“A meaningless question has only meaningless answers.”
pg 132
I didn’t want to put this book full of short blog essays down. The way LeGuin connects ideas and sentences to form something new and writes about witty, frivolous things that transform into profound, universal thoughts is captivating and refreshing and surprising and validating. Her writing makes me want to read and it makes me want to write.
In one of her essays concerning science and religion, LeGuin argues that science and religion are entirely separate things and should stop being shoved together in equations. When she hears people say that they cannot believe in one because of the other she chides, ” . . . But this is rather like saying if you believe in Tuesday you can’t believe in artichokes.” Isn’t she brilliant? In other words, faith is Tuesday and evidence is artichokes. Think is not believe, science is not religion, literal is not figurative – they all have different functions and purposes and origins.

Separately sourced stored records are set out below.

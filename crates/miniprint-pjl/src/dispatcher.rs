// SPDX-License-Identifier: PMPL-1.0-or-later
// Copyright (c) 2026 Jonathan D.A. Jewell (hyperpolymath) <jonathan.jewell@open.ac.uk>
//
// PJL command dispatch.
//
// The dispatcher owns the verb table: a list of `(verb, handler)` pairs built
// once at startup and shared read-only by every session.  Each handler turns
// one `Command` into a reply fragment using the session's `Printer` (identity
// plus virtual volume).  Fragments for a batch are concatenated in command
// order and written back in a single send.
//
// # Supported verbs
//
//   - ECHO                  echo the parameters back (clients use it as a
//                           delimiter to find the end of a reply)
//   - USTATUSOFF            empty acknowledgement
//   - INFO ID               model string
//   - INFO STATUS           status code, panel message, online flag
//   - FSDIRLIST             list a directory on the virtual volume
//   - FSQUERY               stat a path on the virtual volume
//   - FSMKDIR, FSUPLOAD,
//     FSDOWNLOAD, RDYMSG    empty acknowledgement, nothing is changed
//
// Anything else is reported as unknown and contributes nothing to the reply.

use std::any::Any;
use std::panic::{AssertUnwindSafe, catch_unwind};

use miniprint_core::types::PrinterIdentity;
use thiserror::Error;

use crate::events::SessionEvent;
use crate::framer::{self, Command};
use crate::vfs::{self, Lookup, NodeKind, VirtualFilesystem};

/// Fixed prefix of every reply line.
const REPLY_PREFIX: &str = "@PJL";

// ---------------------------------------------------------------------------
// Handler plumbing
// ---------------------------------------------------------------------------

/// A fault inside a handler.  Reported, never sent to the client.
#[derive(Debug, Clone, PartialEq, Eq, Error)]
pub enum HandlerError {
    #[error("missing {0} parameter")]
    MissingParameter(&'static str),

    #[error("malformed volume name {0:?}: expected \"<volume>:<path>\"")]
    MalformedPath(String),

    #[error("handler panicked: {0}")]
    Panicked(String),
}

impl HandlerError {
    fn from_panic(payload: Box<dyn Any + Send>) -> Self {
        let message = match payload.downcast::<String>() {
            Ok(message) => *message,
            Err(payload) => match payload.downcast::<&'static str>() {
                Ok(message) => (*message).to_string(),
                Err(_) => "non-string panic payload".to_string(),
            },
        };
        Self::Panicked(message)
    }
}

/// Per-session device state handlers read from.
#[derive(Debug, Clone)]
pub struct Printer {
    pub identity: PrinterIdentity,
    pub filesystem: VirtualFilesystem,
}

impl Printer {
    /// A printer with the given identity and a freshly bootstrapped volume.
    pub fn new(identity: PrinterIdentity) -> Self {
        Self {
            identity,
            filesystem: VirtualFilesystem::bootstrap(),
        }
    }
}

impl Default for Printer {
    fn default() -> Self {
        Self::new(PrinterIdentity::default())
    }
}

/// Produces the reply fragment for one command.
pub type Handler = fn(&Command, &Printer) -> Result<String, HandlerError>;

// ---------------------------------------------------------------------------
// Dispatcher
// ---------------------------------------------------------------------------

/// Verb table plus batch dispatch.
#[derive(Clone)]
pub struct Dispatcher {
    handlers: Vec<(&'static str, Handler)>,
    verbs: Vec<&'static str>,
}

impl Default for Dispatcher {
    fn default() -> Self {
        Self::standard()
    }
}

impl std::fmt::Debug for Dispatcher {
    fn fmt(&self, f: &mut std::fmt::Formatter<'_>) -> std::fmt::Result {
        f.debug_struct("Dispatcher")
            .field("verbs", &self.verbs)
            .finish()
    }
}

impl Dispatcher {
    /// A dispatcher that recognizes nothing.
    pub fn empty() -> Self {
        Self {
            handlers: Vec::new(),
            verbs: Vec::new(),
        }
    }

    /// The standard LaserJet verb set.
    pub fn standard() -> Self {
        let mut dispatcher = Self::empty();
        dispatcher
            .register("ECHO", handle_echo)
            .register("USTATUSOFF", handle_acknowledge)
            .register("INFO ID", handle_info_id)
            .register("INFO STATUS", handle_info_status)
            .register("FSDIRLIST", handle_fsdirlist)
            .register("FSQUERY", handle_fsquery)
            .register("FSMKDIR", handle_acknowledge)
            .register("FSUPLOAD", handle_acknowledge)
            .register("FSDOWNLOAD", handle_acknowledge)
            .register("RDYMSG", handle_acknowledge);
        dispatcher
    }

    /// Add or replace the handler for `verb`.  Verbs are matched
    /// case-insensitively; compound verbs use a single space (`INFO ID`).
    pub fn register(&mut self, verb: &'static str, handler: Handler) -> &mut Self {
        match self.handlers.iter_mut().find(|(v, _)| *v == verb) {
            Some(entry) => entry.1 = handler,
            None => {
                self.handlers.push((verb, handler));
                self.verbs.push(verb);
            }
        }
        self
    }

    /// Every registered verb, in registration order.
    pub fn verbs(&self) -> &[&'static str] {
        &self.verbs
    }

    /// The handler registered under exactly `verb`, if any.
    pub fn handler(&self, verb: &str) -> Option<Handler> {
        self.handlers
            .iter()
            .find(|(v, _)| *v == verb)
            .map(|(_, handler)| *handler)
    }

    /// Frame a decoded request against this dispatcher's verb table.
    pub fn frame(&self, request: &str) -> Vec<Command> {
        framer::frame(request, &self.verbs)
    }

    /// Run every command in `commands` and return the combined reply.
    ///
    /// Unknown verbs and handler faults, panics included, are passed to
    /// `report` and skipped; they never abort the rest of the batch.
    pub fn dispatch(
        &self,
        commands: &[Command],
        printer: &Printer,
        report: &mut dyn FnMut(SessionEvent),
    ) -> String {
        let mut response = String::new();

        for command in commands {
            let Some(handler) = self.handler(&command.verb) else {
                report(SessionEvent::CommandUnknown {
                    verb: command.verb.clone(),
                    parameters: command.raw_parameters.clone(),
                });
                continue;
            };

            let outcome = catch_unwind(AssertUnwindSafe(|| handler(command, printer)))
                .unwrap_or_else(|payload| Err(HandlerError::from_panic(payload)));

            match outcome {
                Ok(fragment) => response.push_str(&fragment),
                Err(e) => report(SessionEvent::HandlerError {
                    verb: command.verb.clone(),
                    detail: e.to_string(),
                }),
            }
        }

        response
    }
}

// ---------------------------------------------------------------------------
// Handlers
// ---------------------------------------------------------------------------

fn handle_echo(command: &Command, _printer: &Printer) -> Result<String, HandlerError> {
    let mut reply = format!("{REPLY_PREFIX} ECHO");
    if !command.raw_parameters.is_empty() {
        reply.push(' ');
        reply.push_str(&command.raw_parameters);
    }
    reply.push_str(&command.terminator);
    Ok(reply)
}

/// USTATUSOFF and the inert filesystem verbs: acknowledged with nothing.
fn handle_acknowledge(_command: &Command, _printer: &Printer) -> Result<String, HandlerError> {
    Ok(String::new())
}

fn handle_info_id(command: &Command, printer: &Printer) -> Result<String, HandlerError> {
    Ok(format!(
        "{REPLY_PREFIX} INFO ID\r\n{}\r\n{}",
        printer.identity.id, command.terminator
    ))
}

/// The client's terminator follows `ONLINE=` directly.  The flag is
/// upper-case, as a LaserJet 4200 reports it.
fn handle_info_status(command: &Command, printer: &Printer) -> Result<String, HandlerError> {
    let identity = &printer.identity;
    Ok(format!(
        "{REPLY_PREFIX} INFO STATUS\r\nCODE={}\r\nDISPLAY={}\r\nONLINE={}{}",
        identity.status_code,
        identity.ready_message,
        if identity.online { "TRUE" } else { "FALSE" },
        command.terminator
    ))
}

fn handle_fsdirlist(command: &Command, printer: &Printer) -> Result<String, HandlerError> {
    let (name, path) = volume_path(command)?;

    let mut reply = format!("{REPLY_PREFIX} FSDIRLIST NAME={name} ENTRY=1\r\n. TYPE=DIR\r\n.. TYPE=DIR");
    for node in printer.filesystem.list_children(&path) {
        match node.kind {
            NodeKind::File => {
                reply.push_str(&format!("\r\n{} TYPE=FILE SIZE={}", node.name, node.size));
            }
            NodeKind::Directory => {
                reply.push_str(&format!("\r\n{} TYPE=DIR", node.name));
            }
        }
    }
    reply.push_str(&command.terminator);
    Ok(reply)
}

fn handle_fsquery(command: &Command, printer: &Printer) -> Result<String, HandlerError> {
    let (name, path) = volume_path(command)?;

    // File contents are never stored, so sizes are always reported as 0.
    let data = match printer.filesystem.lookup(&path) {
        Lookup::File { .. } => format!("NAME={name} TYPE=FILE SIZE=0"),
        Lookup::Directory => format!("NAME={name} TYPE=DIR"),
        Lookup::NotFound => String::new(),
    };
    Ok(format!("{REPLY_PREFIX} FSQUERY {data}{}", command.terminator))
}

/// The `NAME=` parameter as sent, and the volume path it refers to.
fn volume_path(command: &Command) -> Result<(String, String), HandlerError> {
    let name = command
        .parameter("NAME")
        .ok_or(HandlerError::MissingParameter("NAME"))?;
    let path = vfs::resolve_device_path(&name).ok_or_else(|| HandlerError::MalformedPath(name.clone()))?;
    Ok((name, path))
}

// ---------------------------------------------------------------------------
// Tests
// ---------------------------------------------------------------------------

The book has essays about her cat playfully scattered throughout and a life-changing one titled, “A Band of Brothers, A Stream of Sisters,” where she compares “male solidarity” to “female fluidity.” I want to memorize and quote this one all the time: “But when women manage to join the institutions that excluded them, they mostly end up being co-opted by them, serving male ends, enforcing male values” (103). Sigh.
LeGuin, as always, asks meaningful questions and fluidly answers them with more questions, never giving her readers answers, only questions and paths to more questions. From her cat’s kibble to politics to artichokes to death to patriarchy to pain to aging, LeGuin explores language and culture and ideas in this book “about what matters” with her witty, wonderful ways that are a delight to read.